Now, the court goes on to recount the facts of four other individuals, all of whom received legal hold notices and all of whom somehow reset their phones within a two month period, deleting thousands of text messages and all of the evidence that would have been relevant to the case on CHOP. Those are the facts that relate to the plaintiff’s motion for sanctions.

The defendants also moved for sanctions for spoliation of text messages and data from Signal, an instant messaging application. And we’ll talk a little bit more specifically about those facts in a little bit.

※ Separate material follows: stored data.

//! Modem session state and the startup command sequencer.
//!
//! All waits here are bounded polling loops against the receive channel:
//! pop a byte if one is pending, otherwise sleep one poll tick and charge it
//! against the window. That keeps millisecond-scale responsiveness while
//! guaranteeing every wait terminates. None of the waits are cancellable;
//! each runs to success or to its own timeout, and no layer inherits time
//! already spent by another.

use embassy_time::{Duration, Timer};
use embedded_io_async::Write;
use log::{debug, info, warn};

use super::LinkError;
use super::channel::RxConsumer;
use super::command::{CommandStep, ESCAPE_SEQUENCE, RESET_COMMAND, STARTUP_SEQUENCE};
use super::scanner::TokenScanner;

/// Attempts the startup sequencer makes before declaring the link faulted.
pub const STARTUP_ATTEMPTS: u8 = 3;

/// Where the modem currently is in its mode progression.
#[derive(Debug, Clone, Copy, PartialEq, Eq)]
pub enum SessionState {
    /// No bring-up has been attempted yet.
    Uninitialized,
    /// A command sequence is in flight; bytes on the wire are AT framing.
    CommandMode,
    /// Pass-through established: writes are raw payload to the remote peer.
    Transparent,
    /// Startup exhausted all attempts. Terminal until [`ModemLink::restart`].
    Faulted,
}

/// Delay and window constants for the link, expressed as deadlines against
/// the monotonic clock. Production code uses [`LinkTiming::DESIGN`]; tests
/// inject shorter windows through the same struct.
#[derive(Debug, Clone, Copy)]
pub struct LinkTiming {
    /// Granularity of every polling loop.
    pub poll: Duration,
    /// Settle delay between writing a command and scanning for its ack.
    pub settle: Duration,
    /// Accumulated-idle budget for one command acknowledgement.
    pub token_window: Duration,
    /// Pause between failed startup attempts.
    pub retry_backoff: Duration,
    /// Pause after the escape sequence before the reset command.
    pub escape_settle: Duration,
    /// Time granted to the modem's own reboot after reset.
    pub reboot_wait: Duration,
    /// Consecutive-idle budget while collecting an HTTP response.
    pub response_idle: Duration,
}

impl LinkTiming {
    pub const DESIGN: Self = Self {
        poll: Duration::from_millis(1),
        settle: Duration::from_millis(1000),
        token_window: Duration::from_millis(1000),
        retry_backoff: Duration::from_millis(2000),
        escape_settle: Duration::from_millis(500),
        reboot_wait: Duration::from_millis(3000),
        response_idle: Duration::from_millis(15_000),
    };
}

/// Command/response and transparent-mode session with the WiFi modem.
///
/// Owns the transmit port and the consumer half of the receive channel; the
/// producer half stays with the UART receive path. Everything here runs in
/// one cooperative context, so no locking is involved past the channel
/// boundary.
pub struct ModemLink<'ch, W> {
    pub(crate) port: W,
    pub(crate) rx: RxConsumer<'ch>,
    pub(crate) state: SessionState,
    pub(crate) timing: LinkTiming,
}

impl<'ch, W: Write> ModemLink<'ch, W> {
    pub fn new(port: W, rx: RxConsumer<'ch>) -> Self {
        Self::with_timing(port, rx, LinkTiming::DESIGN)
    }

    pub fn with_timing(port: W, rx: RxConsumer<'ch>, timing: LinkTiming) -> Self {
        Self {
            port,
            rx,
            state: SessionState::Uninitialized,
            timing,
        }
    }

    pub fn state(&self) -> SessionState {
        self.state
    }

    /// Hands raw bytes to the transmit port, blocking until all are queued.
    ///
    /// In transparent mode this is payload; during bring-up it is command
    /// framing. Success means the port accepted the bytes, nothing more.
    pub async fn write_bytes(&mut self, buf: &[u8]) -> Result<(), LinkError> {
        self.port.write_all(buf).await.map_err(|_| LinkError::Write)?;
        self.port.flush().await.map_err(|_| LinkError::Write)
    }

    /// Polls the receive channel until the acknowledgement token shows up,
    /// charging idle poll ticks against the token window.
    pub(crate) async fn await_acknowledgement(&mut self) -> Result<(), LinkError> {
        let mut scanner = TokenScanner::new();
        let mut idle = Duration::from_millis(0);

        while idle < self.timing.token_window {
            match self.rx.try_pop() {
                Some(byte) => {
                    if scanner.accept(byte) {
                        return Ok(());
                    }
                }
                None => {
                    Timer::after(self.timing.poll).await;
                    idle += self.timing.poll;
                }
            }
        }
        Err(LinkError::StepTimeout)
    }

    /// Runs an ordered command sequence, retrying the whole list with
    /// backoff. A step that times out abandons the rest of its attempt.
    pub(crate) async fn run_sequence(
        &mut self,
        sequence: &[CommandStep],
        attempts: u8,
    ) -> Result<(), LinkError> {
        for attempt in 1..=attempts {
            let mut failed_step = None;

            for step in sequence {
                self.write_bytes(step.text.as_bytes()).await?;
                Timer::after(self.timing.settle).await;

                if let Err(err) = self.await_acknowledgement().await {
                    debug!("step {:?} not acknowledged on attempt {attempt}", step.text);
                    failed_step = Some(err);
                    break;
                }
            }

            match failed_step {
                None => return Ok(()),
                Some(_) if attempt < attempts => {
                    Timer::after(self.timing.retry_backoff).await;
                }
                Some(_) => {}
            }
        }
        Err(LinkError::SequenceExhausted)
    }

    /// Brings the modem from scratch to an armed transparent session.
    ///
    /// On failure the session lands in [`SessionState::Faulted`] and stays
    /// there; only [`ModemLink::restart`] leaves that state.
    pub async fn initialize(&mut self) -> Result<(), LinkError> {
        self.rx.drain();
        self.state = SessionState::CommandMode;

        match self.run_sequence(STARTUP_SEQUENCE, STARTUP_ATTEMPTS).await {
            Ok(()) => {
                info!("modem link up, transparent mode armed");
                self.state = SessionState::Transparent;
                Ok(())
            }
            Err(err) => {
                warn!("modem startup failed: {err}");
                self.state = SessionState::Faulted;
                Err(err)
            }
        }
    }

    /// Escapes transparent mode, soft-resets the modem, and reruns the full
    /// startup sequence once. Works from any prior state; the caller is
    /// blocked for the escape and reboot delays plus the bring-up itself.
    pub async fn restart(&mut self) -> Result<(), LinkError> {
        info!("restarting modem link");
        self.write_bytes(ESCAPE_SEQUENCE.as_bytes()).await?;
        Timer::after(self.timing.escape_settle).await;
        self.write_bytes(RESET_COMMAND.as_bytes()).await?;
        Timer::after(self.timing.reboot_wait).await;
        self.initialize().await
    }
}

Analysis on Plaintiffs’ Motion

The Court begins with Rule 37(e), as always, for a failure to preserve, and notes that, “in the 9th Circuit, spoliation of evidence raises a presumption that the destroyed evidence goes to the merits of the case and further, that such evidence was adverse to the party that destroyed it.” Now, that’s not a presumption that exists in every jurisdiction in this country. It’s important to note that that’s where the Court is operating from here.

This Court goes through an excellent discussion of the analysis under Rule 37(e), and it’s one to follow if you’re drafting a motion for sanctions or responding to a motion under Rule 37(e). The Court discusses the intent requirement for an adverse inference instruction and, citing additional case law, notes that the requisite intent can be found when a litigant “fails to provide a credible explanation for departing from standard operating procedures and intentionally failing to preserve ESI.”

The Court then addresses the analysis under Rule 37 as it applies to the facts on the plaintiff’s motion here and finds that the text messages were, in fact, ESI, that a substantial number of deleted texts were lost and cannot be restored or replaced, and that the City did not take reasonable steps to preserve the text message and that its failure to preserve was, “egregious.”

The Court then considered, because those elements of Rule 37(e) are met, whether sanctions are appropriate, including whether the requisite intent and prejudice is established.

As to prejudice, the court found that

plaintiffs have been deprived of text messages from multiple officials representing the highest levels of City government and those responsible for establishing and implementing the City’s response to CHOP. Of great significance is the fact that any direct messages between these officials, such as those between Mayor Durkin and Chief Best or between Mayor Durkin and Chief Scoggins, cannot be recovered. The Court finds that the deleted text messages threaten to interfere with the rightful decision in this case and sanctions against the City are clearly warranted.

As to intent, the Court noted “on this record, the court finds substantial circumstantial evidence that the City acted with the requisite intent necessary to impose a severe sanction and that the City’s conduct exceeds gross negligence.”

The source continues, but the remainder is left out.